**TASK PROMPT:**
Filter by the string "length": return the lines of the material that contain it.

**EXERCISE MATERIAL:**
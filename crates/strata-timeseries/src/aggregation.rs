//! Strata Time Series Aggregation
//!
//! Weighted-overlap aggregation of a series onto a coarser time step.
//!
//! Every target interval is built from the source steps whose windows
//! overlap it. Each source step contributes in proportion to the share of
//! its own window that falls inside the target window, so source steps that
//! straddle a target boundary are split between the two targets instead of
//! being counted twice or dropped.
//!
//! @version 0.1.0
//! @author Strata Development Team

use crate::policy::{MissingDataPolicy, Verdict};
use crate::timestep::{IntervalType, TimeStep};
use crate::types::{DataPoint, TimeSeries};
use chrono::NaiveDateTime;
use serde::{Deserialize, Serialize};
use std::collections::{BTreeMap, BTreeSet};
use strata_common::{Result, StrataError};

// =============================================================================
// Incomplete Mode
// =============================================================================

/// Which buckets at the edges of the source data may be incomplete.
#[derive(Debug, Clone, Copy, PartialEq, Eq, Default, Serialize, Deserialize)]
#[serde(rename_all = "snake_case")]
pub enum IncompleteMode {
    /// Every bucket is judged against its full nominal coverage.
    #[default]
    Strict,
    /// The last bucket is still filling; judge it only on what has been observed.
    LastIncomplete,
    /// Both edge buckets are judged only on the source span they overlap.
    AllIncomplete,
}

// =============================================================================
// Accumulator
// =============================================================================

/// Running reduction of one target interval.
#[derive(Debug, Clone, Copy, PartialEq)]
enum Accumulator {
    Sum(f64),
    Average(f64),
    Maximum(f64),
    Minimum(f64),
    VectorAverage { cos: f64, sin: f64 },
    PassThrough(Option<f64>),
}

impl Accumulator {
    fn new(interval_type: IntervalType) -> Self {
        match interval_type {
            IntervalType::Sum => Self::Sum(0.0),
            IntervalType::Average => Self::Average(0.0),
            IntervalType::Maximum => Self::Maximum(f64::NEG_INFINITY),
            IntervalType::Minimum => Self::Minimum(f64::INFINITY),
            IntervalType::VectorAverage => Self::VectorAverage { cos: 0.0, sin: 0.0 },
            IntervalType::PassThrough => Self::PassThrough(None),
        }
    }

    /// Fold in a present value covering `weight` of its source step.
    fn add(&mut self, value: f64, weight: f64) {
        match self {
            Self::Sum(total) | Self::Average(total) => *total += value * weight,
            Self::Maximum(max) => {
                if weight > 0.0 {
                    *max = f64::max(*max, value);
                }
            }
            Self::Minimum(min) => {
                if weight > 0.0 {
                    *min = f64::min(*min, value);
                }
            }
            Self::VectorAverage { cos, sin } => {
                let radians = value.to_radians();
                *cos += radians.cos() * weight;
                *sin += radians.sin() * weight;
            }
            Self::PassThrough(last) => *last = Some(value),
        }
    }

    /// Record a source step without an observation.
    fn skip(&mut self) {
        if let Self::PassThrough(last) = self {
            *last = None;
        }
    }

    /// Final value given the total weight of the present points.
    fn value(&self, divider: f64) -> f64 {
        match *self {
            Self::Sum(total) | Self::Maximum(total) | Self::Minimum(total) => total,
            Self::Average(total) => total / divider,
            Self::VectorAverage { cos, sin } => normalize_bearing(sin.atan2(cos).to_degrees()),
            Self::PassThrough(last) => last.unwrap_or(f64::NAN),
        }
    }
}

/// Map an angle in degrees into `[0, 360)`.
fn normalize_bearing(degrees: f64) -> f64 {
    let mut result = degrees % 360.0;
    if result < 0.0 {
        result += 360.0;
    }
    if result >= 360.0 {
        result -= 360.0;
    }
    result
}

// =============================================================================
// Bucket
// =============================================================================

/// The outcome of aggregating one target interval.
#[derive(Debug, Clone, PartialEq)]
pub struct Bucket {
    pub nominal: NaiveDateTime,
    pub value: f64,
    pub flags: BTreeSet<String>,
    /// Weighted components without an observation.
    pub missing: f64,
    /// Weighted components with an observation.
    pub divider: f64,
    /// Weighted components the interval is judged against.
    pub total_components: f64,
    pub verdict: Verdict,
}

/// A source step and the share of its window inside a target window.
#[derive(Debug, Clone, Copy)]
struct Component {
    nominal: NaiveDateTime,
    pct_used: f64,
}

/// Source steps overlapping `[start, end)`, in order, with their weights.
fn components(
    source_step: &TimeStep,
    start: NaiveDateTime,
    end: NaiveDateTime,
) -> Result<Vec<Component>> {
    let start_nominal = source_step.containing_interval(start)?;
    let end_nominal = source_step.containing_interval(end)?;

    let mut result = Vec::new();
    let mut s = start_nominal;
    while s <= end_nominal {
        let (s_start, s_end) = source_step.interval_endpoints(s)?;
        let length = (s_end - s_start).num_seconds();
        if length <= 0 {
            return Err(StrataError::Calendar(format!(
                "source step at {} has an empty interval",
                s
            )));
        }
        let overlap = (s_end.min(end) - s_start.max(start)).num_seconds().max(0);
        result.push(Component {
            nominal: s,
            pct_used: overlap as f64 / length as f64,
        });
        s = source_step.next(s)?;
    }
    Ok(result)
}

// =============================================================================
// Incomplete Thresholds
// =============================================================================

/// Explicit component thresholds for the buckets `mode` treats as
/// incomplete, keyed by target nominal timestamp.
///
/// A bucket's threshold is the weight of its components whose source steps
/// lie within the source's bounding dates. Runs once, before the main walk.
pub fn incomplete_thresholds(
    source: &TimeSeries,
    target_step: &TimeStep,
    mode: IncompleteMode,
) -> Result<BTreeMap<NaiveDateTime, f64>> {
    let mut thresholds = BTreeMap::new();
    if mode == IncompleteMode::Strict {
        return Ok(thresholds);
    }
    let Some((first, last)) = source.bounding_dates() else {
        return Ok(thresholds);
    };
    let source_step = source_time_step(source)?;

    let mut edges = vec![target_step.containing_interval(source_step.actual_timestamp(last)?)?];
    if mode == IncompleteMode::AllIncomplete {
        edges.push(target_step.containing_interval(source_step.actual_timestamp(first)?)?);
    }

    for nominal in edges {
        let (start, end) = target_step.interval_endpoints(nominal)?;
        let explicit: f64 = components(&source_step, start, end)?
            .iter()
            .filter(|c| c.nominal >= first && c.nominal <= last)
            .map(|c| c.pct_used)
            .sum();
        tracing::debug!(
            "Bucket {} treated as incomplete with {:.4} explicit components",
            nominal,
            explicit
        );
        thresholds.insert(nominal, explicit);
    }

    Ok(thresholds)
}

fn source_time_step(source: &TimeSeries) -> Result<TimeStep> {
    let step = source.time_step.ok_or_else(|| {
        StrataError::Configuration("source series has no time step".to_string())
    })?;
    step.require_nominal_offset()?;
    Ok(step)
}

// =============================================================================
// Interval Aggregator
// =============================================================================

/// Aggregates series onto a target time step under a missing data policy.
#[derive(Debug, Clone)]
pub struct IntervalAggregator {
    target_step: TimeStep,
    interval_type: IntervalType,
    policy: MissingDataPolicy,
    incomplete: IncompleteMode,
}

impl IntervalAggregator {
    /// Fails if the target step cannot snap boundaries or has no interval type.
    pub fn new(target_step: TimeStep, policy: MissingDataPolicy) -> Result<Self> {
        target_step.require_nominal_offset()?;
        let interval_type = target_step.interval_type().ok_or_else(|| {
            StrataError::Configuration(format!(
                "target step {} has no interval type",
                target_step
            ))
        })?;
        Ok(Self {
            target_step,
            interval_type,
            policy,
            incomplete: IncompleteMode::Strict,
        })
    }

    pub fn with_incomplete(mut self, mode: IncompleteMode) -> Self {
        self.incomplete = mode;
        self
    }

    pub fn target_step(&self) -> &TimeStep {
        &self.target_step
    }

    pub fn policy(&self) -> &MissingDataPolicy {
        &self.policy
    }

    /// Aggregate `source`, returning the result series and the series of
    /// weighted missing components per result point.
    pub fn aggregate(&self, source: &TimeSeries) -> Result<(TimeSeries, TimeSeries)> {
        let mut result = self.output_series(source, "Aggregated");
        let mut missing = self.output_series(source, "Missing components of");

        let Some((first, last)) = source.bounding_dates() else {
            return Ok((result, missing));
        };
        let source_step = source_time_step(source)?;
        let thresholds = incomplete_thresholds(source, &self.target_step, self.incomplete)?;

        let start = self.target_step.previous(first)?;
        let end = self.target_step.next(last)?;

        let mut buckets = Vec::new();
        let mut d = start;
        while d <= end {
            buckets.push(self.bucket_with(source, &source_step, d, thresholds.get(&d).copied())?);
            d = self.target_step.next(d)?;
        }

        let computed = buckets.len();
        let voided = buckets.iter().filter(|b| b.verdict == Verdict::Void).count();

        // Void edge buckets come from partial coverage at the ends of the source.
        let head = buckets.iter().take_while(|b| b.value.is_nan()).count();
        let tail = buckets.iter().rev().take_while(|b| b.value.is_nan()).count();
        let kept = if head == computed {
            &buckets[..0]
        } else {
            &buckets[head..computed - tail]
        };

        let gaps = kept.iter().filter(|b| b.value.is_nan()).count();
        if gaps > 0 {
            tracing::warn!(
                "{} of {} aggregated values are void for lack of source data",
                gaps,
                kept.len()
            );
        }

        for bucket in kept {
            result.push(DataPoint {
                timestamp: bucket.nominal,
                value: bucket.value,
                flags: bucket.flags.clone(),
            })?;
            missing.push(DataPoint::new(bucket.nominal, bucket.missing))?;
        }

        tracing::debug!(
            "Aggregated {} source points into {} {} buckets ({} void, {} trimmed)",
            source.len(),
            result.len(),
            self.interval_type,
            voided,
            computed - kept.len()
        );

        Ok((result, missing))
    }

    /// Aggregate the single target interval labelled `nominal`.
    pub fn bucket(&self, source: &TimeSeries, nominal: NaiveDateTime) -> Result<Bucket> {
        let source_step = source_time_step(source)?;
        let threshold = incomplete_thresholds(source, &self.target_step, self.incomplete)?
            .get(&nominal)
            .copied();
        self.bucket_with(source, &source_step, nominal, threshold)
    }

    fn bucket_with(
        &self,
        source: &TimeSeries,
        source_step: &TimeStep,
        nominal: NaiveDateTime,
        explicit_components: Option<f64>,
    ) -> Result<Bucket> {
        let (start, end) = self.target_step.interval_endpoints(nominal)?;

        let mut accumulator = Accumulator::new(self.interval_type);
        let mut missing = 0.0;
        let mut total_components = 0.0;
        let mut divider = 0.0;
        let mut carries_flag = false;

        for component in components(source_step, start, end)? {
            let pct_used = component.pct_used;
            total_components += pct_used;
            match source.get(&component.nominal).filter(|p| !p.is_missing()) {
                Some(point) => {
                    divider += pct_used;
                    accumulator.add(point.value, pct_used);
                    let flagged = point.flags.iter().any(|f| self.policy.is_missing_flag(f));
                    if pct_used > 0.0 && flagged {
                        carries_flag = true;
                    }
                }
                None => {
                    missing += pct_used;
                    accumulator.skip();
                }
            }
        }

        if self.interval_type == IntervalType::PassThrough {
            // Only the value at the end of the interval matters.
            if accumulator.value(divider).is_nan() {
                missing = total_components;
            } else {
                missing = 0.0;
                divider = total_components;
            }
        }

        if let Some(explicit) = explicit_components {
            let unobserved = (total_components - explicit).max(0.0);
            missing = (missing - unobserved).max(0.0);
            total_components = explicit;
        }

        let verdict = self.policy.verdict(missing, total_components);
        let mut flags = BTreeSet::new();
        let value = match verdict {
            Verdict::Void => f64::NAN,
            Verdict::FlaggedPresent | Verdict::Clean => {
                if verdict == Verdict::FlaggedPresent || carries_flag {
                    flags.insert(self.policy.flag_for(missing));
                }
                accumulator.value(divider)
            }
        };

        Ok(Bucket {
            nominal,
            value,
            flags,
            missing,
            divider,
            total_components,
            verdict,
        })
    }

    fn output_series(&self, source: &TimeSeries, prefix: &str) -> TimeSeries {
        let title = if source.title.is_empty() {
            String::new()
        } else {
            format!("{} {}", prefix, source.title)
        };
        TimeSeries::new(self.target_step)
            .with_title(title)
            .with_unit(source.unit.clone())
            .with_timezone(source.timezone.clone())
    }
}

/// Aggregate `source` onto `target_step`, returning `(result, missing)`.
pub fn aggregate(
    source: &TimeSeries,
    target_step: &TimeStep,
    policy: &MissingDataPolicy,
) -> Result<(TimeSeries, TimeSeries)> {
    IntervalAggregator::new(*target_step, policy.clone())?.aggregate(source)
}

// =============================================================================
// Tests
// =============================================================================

**WRITTEN RESPONSE:**
        let length = (s_end - s_start).num_seconds();
        if length <= 0 {
            pct_used: overlap as f64 / length as f64,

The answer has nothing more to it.